The problem is that there are now 2 realities in the world. Facts no longer matter because so many people believe an alternate set of them.


----------



## HighNoon (Nov 29, 2016)

Griff said:


> Ah yes, the adults who believe vaccines cause autism, rather than reducing or eliminating infectious and dangerous diseases. Sorry!





Griff said:


> Ah yes, the adults who believe vaccines cause autism, rather than reducing or eliminating infectious and dangerous diseases. Sorry!


This is what I wrote....
Vaccine induced fever and immune stimulation can cause regressive brain disease with features resembling autism spectrum disorder. Vaccines drain mitochondrial reserves.....mitochondrial dysfunction is a highlight of autism 
Not quite what you wrote. But given the results, the reasons that many have looked into a co-relation. Personally I think more study is needed.
Stable vaccines can be quite effective at reducing or eliminating infectious diseases as you say. Too bad in this case as posted, the oral polio vaccines have not proved to do so.


----------



## Mark Brown (Jan 4, 2022)

Griff said:


> The problem is that there are now 2 realities in the world. Facts no longer matter because so many people believe an alternate set of them.

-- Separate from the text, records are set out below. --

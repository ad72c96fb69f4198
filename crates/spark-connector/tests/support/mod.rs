#![allow(dead_code)]

use std::collections::VecDeque;
use std::io;
use std::sync::atomic::{AtomicBool, AtomicUsize, Ordering};
use std::sync::{Arc, Weak};
use std::time::Duration;

use futures::future;
use parking_lot::Mutex;
use spark_codec_frame::ProtoFrame;
use spark_transport::{
    Bootstrap, Channel, ChannelHandler, ChannelId, ChannelRef, CloseFuture, ConnectFuture,
    Timeout, Timer, TimerTask, TransportError, UnresolvedAddress,
};

pub fn address(port: u16) -> UnresolvedAddress {
    UnresolvedAddress::new("10.0.0.1", port)
}

/// 内存通道：关闭时先完成关闭通知，再向处理器投递 `channel_inactive`。
pub struct MockChannel {
    id: ChannelId,
    address: UnresolvedAddress,
    active: AtomicBool,
    close_future: CloseFuture,
    handler: Mutex<Option<Arc<dyn ChannelHandler>>>,
    written: Mutex<Vec<ProtoFrame>>,
    self_ref: Weak<MockChannel>,
}

impl MockChannel {
    pub fn new(address: UnresolvedAddress) -> Arc<Self> {
        Self::build(address, None)
    }

    pub fn with_handler(address: UnresolvedAddress, handler: Arc<dyn ChannelHandler>) -> Arc<Self> {
        Self::build(address, Some(handler))
    }

    fn build(address: UnresolvedAddress, handler: Option<Arc<dyn ChannelHandler>>) -> Arc<Self> {
        Arc::new_cyclic(|self_ref| MockChannel {
            id: ChannelId::next(),
            address,
            active: AtomicBool::new(true),
            close_future: CloseFuture::new(),
            handler: Mutex::new(handler),
            written: Mutex::new(Vec::new()),
            self_ref: self_ref.clone(),
        })
    }

    pub fn as_channel(self: &Arc<Self>) -> ChannelRef {
        Arc::clone(self) as ChannelRef
    }

    pub fn written(&self) -> Vec<ProtoFrame> {
        self.written.lock().clone()
    }
}

impl Channel for MockChannel {
    fn id(&self) -> ChannelId {
        self.id
    }

    fn remote_address(&self) -> &UnresolvedAddress {
        &self.address
    }

    fn is_active(&self) -> bool {
        self.active.load(Ordering::Acquire)
    }

    fn close(&self) {
        if !self.active.swap(false, Ordering::AcqRel) {
            return;
        }
        self.close_future.complete();
        let handler = self.handler.lock().take();
        if let (Some(handler), Some(me)) = (handler, self.self_ref.upgrade()) {
            let channel: ChannelRef = me;
            handler.channel_inactive(&channel);
        }
    }

    fn close_future(&self) -> &CloseFuture {
        &self.close_future
    }

    fn write(&self, frame: ProtoFrame) -> Result<(), TransportError> {
        if !self.is_active() {
            return Err(TransportError::ChannelClosed { id: self.id });
        }
        self.written.lock().push(frame);
        Ok(())
    }
}

#[derive(Clone, Copy, Debug, PartialEq, Eq)]
pub enum Outcome {
    Succeed,
    Fail,
}

/// 按脚本返回建连结果的引导器；成功时同步投递 `channel_active`。
pub struct MockBootstrap {
    script: Mutex<VecDeque<Outcome>>,
    fallback: Outcome,
    attempts: AtomicUsize,
    channels: Mutex<Vec<Arc<MockChannel>>>,
}

impl MockBootstrap {
    pub fn always(outcome: Outcome) -> Arc<Self> {
        Self::scripted(Vec::new(), outcome)
    }

    pub fn scripted(script: Vec<Outcome>, fallback: Outcome) -> Arc<Self> {
        Arc::new(Self {
            script: Mutex::new(script.into()),
            fallback,
            attempts: AtomicUsize::new(0),
            channels: Mutex::new(Vec::new()),
        })
    }

    pub fn attempts(&self) -> usize {
        self.attempts.load(Ordering::SeqCst)
    }

    pub fn channels(&self) -> Vec<Arc<MockChannel>> {
        self.channels.lock().clone()
    }

    pub fn last_channel(&self) -> Option<Arc<MockChannel>> {
        self.channels.lock().last().cloned()
    }
}

impl Bootstrap for MockBootstrap {
    fn connect(&self, address: &UnresolvedAddress, handler: Arc<dyn ChannelHandler>) -> ConnectFuture {
        self.attempts.fetch_add(1, Ordering::SeqCst);
        let outcome = self.script.lock().pop_front().unwrap_or(self.fallback);
        match outcome {
            Outcome::Succeed => {
                let channel = MockChannel::with_handler(address.clone(), Arc::clone(&handler));
                self.channels.lock().push(Arc::clone(&channel));
                let channel_ref = channel.as_channel();
                handler.channel_active(&channel_ref);
                Box::pin(future::ready(Ok(channel_ref)))
            }
            Outcome::Fail => Box::pin(future::ready(Err(TransportError::ConnectFailed {
                address: address.to_string(),
                source: io::Error::from(io::ErrorKind::ConnectionRefused),
            }))),
        }
    }
}

/// 手动驱动的定时器：记录每次登记的延迟，`fire_next` 按登记顺序执行。
#[derive(Default)]
pub struct ManualTimer {
    entries: Mutex<VecDeque<(Duration, Timeout, TimerTask)>>,
    delays: Mutex<Vec<Duration>>,
    stopped: AtomicBool,
}

impl ManualTimer {
    pub fn new() -> Arc<Self> {
        Arc::new(Self::default())
    }

    /// 执行最早登记的任务；任务被取消或队列为空时返回 `false`。
    pub fn fire_next(&self) -> bool {
        let entry = self.entries.lock().pop_front();
        match entry {
            Some((_, timeout, task)) => {
                if timeout.mark_fired() {
                    futures::executor::block_on(task);
                    true
                } else {
                    false
                }
            }
            None => false,
        }
    }

    pub fn pending(&self) -> usize {
        self.entries.lock().len()
    }

    pub fn delays(&self) -> Vec<Duration> {
        self.delays.lock().clone()
    }

    pub fn is_stopped(&self) -> bool {
        self.stopped.load(Ordering::SeqCst)
    }
}

impl Timer for ManualTimer {
    fn schedule(&self, delay: Duration, task: TimerTask) -> Result<Timeout, TransportError> {
        if self.is_stopped() {
            return Err(TransportError::TimerStopped);
        }
        let timeout = Timeout::new();
        self.delays.lock().push(delay);
        self.entries.lock().push_back((delay, timeout.clone(), task));
        Ok(timeout)
    }

    fn stop(&self) {
        self.stopped.store(true, Ordering::SeqCst);
        for (_, timeout, _) in self.entries.lock().drain(..) {
            timeout.cancel();
        }
    }
}

/// 记录所有事件的处理器。
#[derive(Default)]
pub struct RecordingHandler {
    pub events: Mutex<Vec<&'static str>>,
}

impl ChannelHandler for RecordingHandler {
    fn channel_active(&self, _channel: &ChannelRef) {
        self.events.lock().push("active");
    }

    fn channel_inactive(&self, _channel: &ChannelRef) {
        self.events.lock().push("inactive");
    }

    fn channel_read(&self, _channel: &ChannelRef, _frame: ProtoFrame) {
        self.events.lock().push("read");
    }
}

So convince them of the counter argument, don't try and convince them they are wrong. Thst is just a poor position from which to launch a debate.


----------



## HighNoon (Nov 29, 2016)

Mark Brown said:


> So convince them of the counter argument, don't try and convince them they are wrong. Thst is just a poor position from which to launch a debate.


And this is why you play a Strat Plus.....the complexities of sound therein are endless.


----------



## Griff (Sep 7, 2016)

Mark Brown said:


> So convince them of the counter argument, don't try and convince them they are wrong. Thst is just a poor position from which to launch a debate.


You're right, of course. Sorry for my poor behaviour, but I've wasted so much time on that over the last 3 years.

About 6 years ago, I went down a deep rabbit hole of flat-earthism. I tried to figure out how people could believe such an outlandish theory while ALL available evidence suggested they were wrong. My work is in a field in which the curvature of the earth is one of many basic assumptions. I realized then that people have become willfully ignorant. Essentially flat-earthers know so little about general science, that they don't even realize how little they know. While the extremity of that situation isn't paralleled here, the general idea stands true.


----------



## Jim DaddyO (Mar 20, 2009)

I'm vaxxed, my kids are, and my grandkids. I have no dog in this race.
Got people in the family that are not of the "old fashion" sexual orientation that I have no issue with, and am actually quite fond of.
I'm a boomer.
Do what you think is best for you and good luck to you all.


Gosh, I'm a minority.


----------



## Mark Brown (Jan 4, 2022)

Griff said:


> You're right, of course. Sorry for my poor behaviour, but I've wasted so much time on that over the last 3 years.
> 
> About 6 years ago, I went down a deep rabbit hole of flat-earthism. I tried to figure out how people could believe such an outlandish theory while ALL available evidence suggested they were wrong. My work is in a field in which the curvature of the earth is one of many basic assumptions. I realized then that people have become willfully ignorant. Essentially flat-earthers know so little about general science, that they don't even realize how little they know. While the extremity of that situation isn't paralleled here, the general idea stands true.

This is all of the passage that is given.